Why was I so nauseous anyway? I guess I had had a few drinks after work last night. It had been Michael's leaving do, and all of us, the tech writing team, went down to the pub. But it hadn't been a late night, I was sure of that. Come to think of it, I'd been feeling kind of queasy when I left the pub, right after going to the bathroom too. I'd put it down to a certain un-dislodgeable pub toilet background stench, but maybe the mirrors had been off even then?
It occurred to me to smash one of them. I liked this plan, both because I was getting pretty upset at the whole situation, and because, well, it was always possible that something interesting would happen. Maybe they were secretly computer screens? Or the evil spell would be broken by smashing them.
Then again, smashing mirrors sounded very much like something a psychotic person would do. In a movie.
Time for a controlled experiment. Avoiding the big mirror, I left the bed and knelt down in front of the dresser. There, at the back of the bottom drawer, was a cheap purple hand mirror that my mum had given me when I went away to uni. Something to do with hair, or nails, or whatever.
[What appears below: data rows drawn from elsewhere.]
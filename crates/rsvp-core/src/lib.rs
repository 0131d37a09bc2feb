pub mod clock;
pub mod config;
pub mod delay;
pub mod input;
pub mod launch;
pub mod nav;
pub mod orp;
pub mod reader;
pub mod session;
pub mod state;
pub mod text;
pub mod types;

pub use clock::{Clock, ManualClock, SystemClock, TickReport, Ticker};
pub use orp::{calculate_chunk_orp, calculate_orp, OrpResult};
pub use reader::Reader;
pub use session::{Session, SessionSnapshot};
pub use text::tokenize;
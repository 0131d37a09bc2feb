//! Reading history: resumable progress per content, kept as a small JSON file.

use std::{
    fs,
    io::Write,
    path::{Path, PathBuf},
};

use chrono::Utc;
use serde::{Deserialize, Serialize};
use thiserror::Error;
use tracing::{debug, warn};

use crate::{
    config,
    types::{ProgressReport, ProgressSink, SourceKind},
};

pub const MAX_HISTORY_ITEMS: usize = 20;
pub const MAX_STORED_CONTENT_CHARS: usize = 500_000;
const PREVIEW_CHARS: usize = 100;
const HISTORY_FILE: &str = "history.json";

#[derive(Debug, Error)]
pub enum StateError {
    #[error("IO error: {0}")]
    Io(#[from] std::io::Error),
    #[error("History parse error: {0}")]
    Json(#[from] serde_json::Error),
    #[error("No config directory available")]
    NoConfigDir,
}

#[derive(Debug, Clone, PartialEq, Eq, Serialize, Deserialize)]
pub struct ReadingItem {
    pub id: String,
    pub title: String,
    pub source_kind: SourceKind,
    pub source_url: Option<String>,
    pub word_count: usize,
    pub current_index: usize,
    pub last_read: String,
    pub preview: String,
    /// Absent when the content was too large to keep.
    pub content: Option<String>,
}

impl ReadingItem {
    fn from_report(report: &ProgressReport) -> Self {
        let content = (report.content.chars().count() <= MAX_STORED_CONTENT_CHARS)
            .then(|| report.content.clone());
        Self {
            id: report.content_id.clone(),
            title: report.title.clone(),
            source_kind: report.source_kind,
            source_url: report.source_url.clone(),
            word_count: report.word_count,
            current_index: report.current_index,
            last_read: Utc::now().to_rfc3339(),
            preview: preview(&report.content),
            content,
        }
    }

    pub fn can_resume(&self) -> bool {
        self.content.is_some() || self.source_url.is_some()
    }
}

fn preview(content: &str) -> String {
    let head: String = content.chars().take(PREVIEW_CHARS).collect();
    let head = head.split_whitespace().collect::<Vec<_>>().join(" ");
    if content.chars().count() > PREVIEW_CHARS {
        format!("{head}...")
    } else {
        head
    }
}

pub struct HistoryStore {
    path: PathBuf,
    items: Vec<ReadingItem>,
}

impl HistoryStore {
    pub fn default_path() -> Option<PathBuf> {
        config::config_root().map(|dir| dir.join(HISTORY_FILE))
    }

    pub fn open_default() -> Result<Self, StateError> {
        let path = Self::default_path().ok_or(StateError::NoConfigDir)?;
        Self::open(&path)
    }

    /// Opens the store at `path`. A missing file is an empty history.
    pub fn open(path: &Path) -> Result<Self, StateError> {
        let items = match fs::read(path) {
            Ok(data) => serde_json::from_slice(&data)?,
            Err(err) if err.kind() == std::io::ErrorKind::NotFound => Vec::new(),
            Err(err) => return Err(err.into()),
        };
        Ok(Self {
            path: path.to_path_buf(),
            items,
        })
    }

    pub fn items(&self) -> &[ReadingItem] {
        &self.items
    }

    pub fn get(&self, id: &str) -> Option<&ReadingItem> {
        self.items.iter().find(|item| item.id == id)
    }

    pub fn get_by_url(&self, url: &str) -> Option<&ReadingItem> {
        self.items
            .iter()
            .find(|item| item.source_url.as_deref() == Some(url))
    }

    /// Moves the report's content to the front of the history, replacing any older
    /// entry for the same content.
    pub fn record(&mut self, report: &ProgressReport) -> Result<(), StateError> {
        self.items.retain(|item| item.id != report.content_id);
        self.items.insert(0, ReadingItem::from_report(report));
        self.items.truncate(MAX_HISTORY_ITEMS);
        debug!(id = %report.content_id, index = report.current_index, "progress recorded");
        self.persist()
    }

    pub fn remove(&mut self, id: &str) -> Result<(), StateError> {
        self.items.retain(|item| item.id != id);
        self.persist()
    }

    pub fn clear(&mut self) -> Result<(), StateError> {
        self.items.clear();
        self.persist()
    }

    fn persist(&self) -> Result<(), StateError> {
        if let Some(parent) = self.path.parent() {
            fs::create_dir_all(parent)?;
        }
        let data = serde_json::to_string_pretty(&self.items)?;
        let mut f = fs::File::create(&self.path)?;
        f.write_all(data.as_bytes())?;
        Ok(())
    }
}

impl ProgressSink for HistoryStore {
    fn save_progress(&mut self, report: &ProgressReport) {
        if let Err(err) = self.record(report) {
            warn!(path = %self.path.display(), %err, "failed to save reading progress");
        }
    }
}
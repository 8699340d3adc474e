//! Listener registry
//!
//! Holds the callbacks observing one selection store, in registration order.
//!
//! Delivery guarantees:
//! - callbacks run in the order they were registered
//! - each callback registered when a broadcast starts is invoked at most once
//!   by it, and a callback deregistered before its turn is skipped
//! - a callback that panics is logged and skipped; the remaining callbacks
//!   still receive the broadcast
//!
//! The entry list is only locked to take a snapshot, so callbacks may
//! register or deregister listeners while a broadcast is running.

use std::panic::{self, AssertUnwindSafe};
use std::sync::atomic::{AtomicBool, AtomicU64, Ordering};
use std::sync::{Arc, Mutex, PoisonError};

use tracing::{error, trace};

use super::Subscription;

pub type SubscriberId = u64;

/// Change callback, invoked with the full member list.
pub type Callback = dyn Fn(&[u64]) + Send + Sync;

struct Entry {
    id: SubscriberId,
    active: AtomicBool,
    callback: Box<Callback>,
}

#[derive(Default)]
pub struct ListenerRegistry {
    next_id: AtomicU64,
    entries: Mutex<Vec<Arc<Entry>>>,
}

impl ListenerRegistry {
    pub fn new() -> Arc<Self> {
        Arc::new(Self::default())
    }

    /// Append `callback` to the registry and hand back its deregistration handle.
    pub fn register(self: &Arc<Self>, callback: Box<Callback>) -> Subscription {
        let id = self.next_id.fetch_add(1, Ordering::Relaxed);
        let entry = Arc::new(Entry {
            id,
            active: AtomicBool::new(true),
            callback,
        });
        self.lock_entries().push(entry);
        trace!(subscriber = id, "registered listener");
        Subscription::new(Arc::downgrade(self), id)
    }

    /// Remove the listener with `id`. Returns `false` if it was not registered.
    pub fn deregister(&self, id: SubscriberId) -> bool {
        let mut entries = self.lock_entries();
        let Some(pos) = entries.iter().position(|e| e.id == id) else {
            return false;
        };
        let entry = entries.remove(pos);
        entry.active.store(false, Ordering::Release);
        trace!(subscriber = id, "deregistered listener");
        true
    }

    /// Deliver `members` to every registered listener. Returns how many
    /// callbacks completed without panicking.
    pub fn broadcast(&self, members: &[u64]) -> usize {
        let snapshot: Vec<Arc<Entry>> = self.lock_entries().clone();
        let mut delivered = 0;

        for entry in snapshot {
            if !entry.active.load(Ordering::Acquire) {
                continue;
            }
            let outcome = panic::catch_unwind(AssertUnwindSafe(|| (entry.callback)(members)));
            match outcome {
                Ok(()) => delivered += 1,
                Err(payload) => {
                    error!(
                        subscriber = entry.id,
                        reason = panic_message(payload.as_ref()),
                        "listener panicked during broadcast"
                    );
                }
            }
        }

        delivered
    }

    pub fn len(&self) -> usize {
        self.lock_entries().len()
    }

    pub fn is_empty(&self) -> bool {
        self.lock_entries().is_empty()
    }

    fn lock_entries(&self) -> std::sync::MutexGuard<'_, Vec<Arc<Entry>>> {
        // Callbacks never run under this lock, so a poisoned guard still holds a valid list.
        self.entries.lock().unwrap_or_else(PoisonError::into_inner)
    }
}

impl std::fmt::Debug for ListenerRegistry {
    fn fmt(&self, f: &mut std::fmt::Formatter<'_>) -> std::fmt::Result {
        f.debug_struct("ListenerRegistry")
            .field("listeners", &self.len())
            .finish()
    }
}

fn panic_message(payload: &(dyn std::any::Any + Send)) -> &str {
    if let Some(msg) = payload.downcast_ref::<&str>() {
        msg
    } else if let Some(msg) = payload.downcast_ref::<String>() {
        msg.as_str()
    } else {
        "non-string panic payload"
    }
}
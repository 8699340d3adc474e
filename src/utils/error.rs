//! The `error` module defines the error types used within `wishlist-sync`.
//!
//! Store operations never surface errors to their callers; these types only
//! travel across the backing-store seam and out of the command-line front end.

use thiserror::Error;

/// Failure reported by a [`Backing`](crate::persistence::Backing) implementation.
#[derive(Debug, Error)]
pub enum StorageError {
    #[error("storage I/O failed: {0}")]
    Io(#[from] sled::Error),

    #[error("value of {needed} bytes exceeds storage quota of {limit} bytes")]
    QuotaExceeded { needed: usize, limit: usize },

    #[error("storage lock poisoned")]
    Poisoned,
}

/// Top-level error for the `wishlist` binary.
#[derive(Debug, Error)]
pub enum WishlistError {
    #[error("configuration error: {0}")]
    Config(#[from] config::ConfigError),

    #[error(transparent)]
    Storage(#[from] StorageError),

    #[error("could not write output: {0}")]
    Io(#[from] std::io::Error),
}
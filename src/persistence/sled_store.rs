//! Backing store on top of `sled`
//!
//! Each key maps to a single UTF-8 value in the default tree. Writes are
//! flushed before returning so a mutation that reports success survives a
//! crash of the process.

use std::path::Path;

use sled::Db;
use tracing::debug;

use super::Backing;
use crate::utils::StorageError;

#[derive(Clone)]
pub struct SledBacking {
    db: Db,
}

impl SledBacking {
    /// Open or create a sled database at `path`.
    pub fn open(path: impl AsRef<Path>) -> Result<Self, StorageError> {
        let path = path.as_ref();
        let db = sled::open(path)?;
        debug!(path = %path.display(), "opened sled backing");
        Ok(Self { db })
    }

    /// Open a database that is deleted when the last handle is dropped.
    pub fn temporary() -> Result<Self, StorageError> {
        let db = sled::Config::new().temporary(true).open()?;
        Ok(Self { db })
    }
}

impl Backing for SledBacking {
    fn read(&self, key: &str) -> Result<Option<String>, StorageError> {
        let Some(raw) = self.db.get(key.as_bytes())? else {
            return Ok(None);
        };
        // Invalid UTF-8 is passed through lossily and rejected by the JSON decoder.
        Ok(Some(String::from_utf8_lossy(&raw).into_owned()))
    }

    fn write(&self, key: &str, value: &str) -> Result<(), StorageError> {
        self.db.insert(key.as_bytes(), value.as_bytes())?;
        self.db.flush()?;
        Ok(())
    }
}

impl std::fmt::Debug for SledBacking {
    fn fmt(&self, f: &mut std::fmt::Formatter<'_>) -> std::fmt::Result {
        f.debug_struct("SledBacking")
            .field("db", &"sled::Db")
            .finish()
    }
}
I'd dutifully packed and unpacked it through half a dozen moves since, and always ended up shoving it in the back of the drawer. I took it out, careful to keep its back turned towards me.
Now for cleanup: I went to the kitchen and grabbed a big plastic bag from the box in the corner, and the wooden rolling pin from the drawer. I walked over to the sink and spread the plastic bag inside it. Then I held the mirror above the sink and turned it over. My face looked at me, worried. I made myself smile, and sure enough, the reflection was delayed. I put the mirror into the bottom of the sink, into the plastic bag, and brought the rolling pin down on it. Too gently at first, worried that I'd send shards flying, then with enough force to shatter it.
Nothing unusual happened, no greenish sparks of magic spells dissipating, no blue smoke of hidden gaslighting CIA electronics. I shook the mirror to let the shards fall into the bag, then carefully picked a large one and held it up. I grimaced, and the reflection grimaced back with a delay.
Well, at least the world had gone consistently crazy.
I took the plastic bag, tied a knot into the handle, and threw the whole thing into the bin.
"Sorry, mum", I said out of a sense of obligation.
It was time to make some tea, sit down somewhere comfortable, and think about this really hard.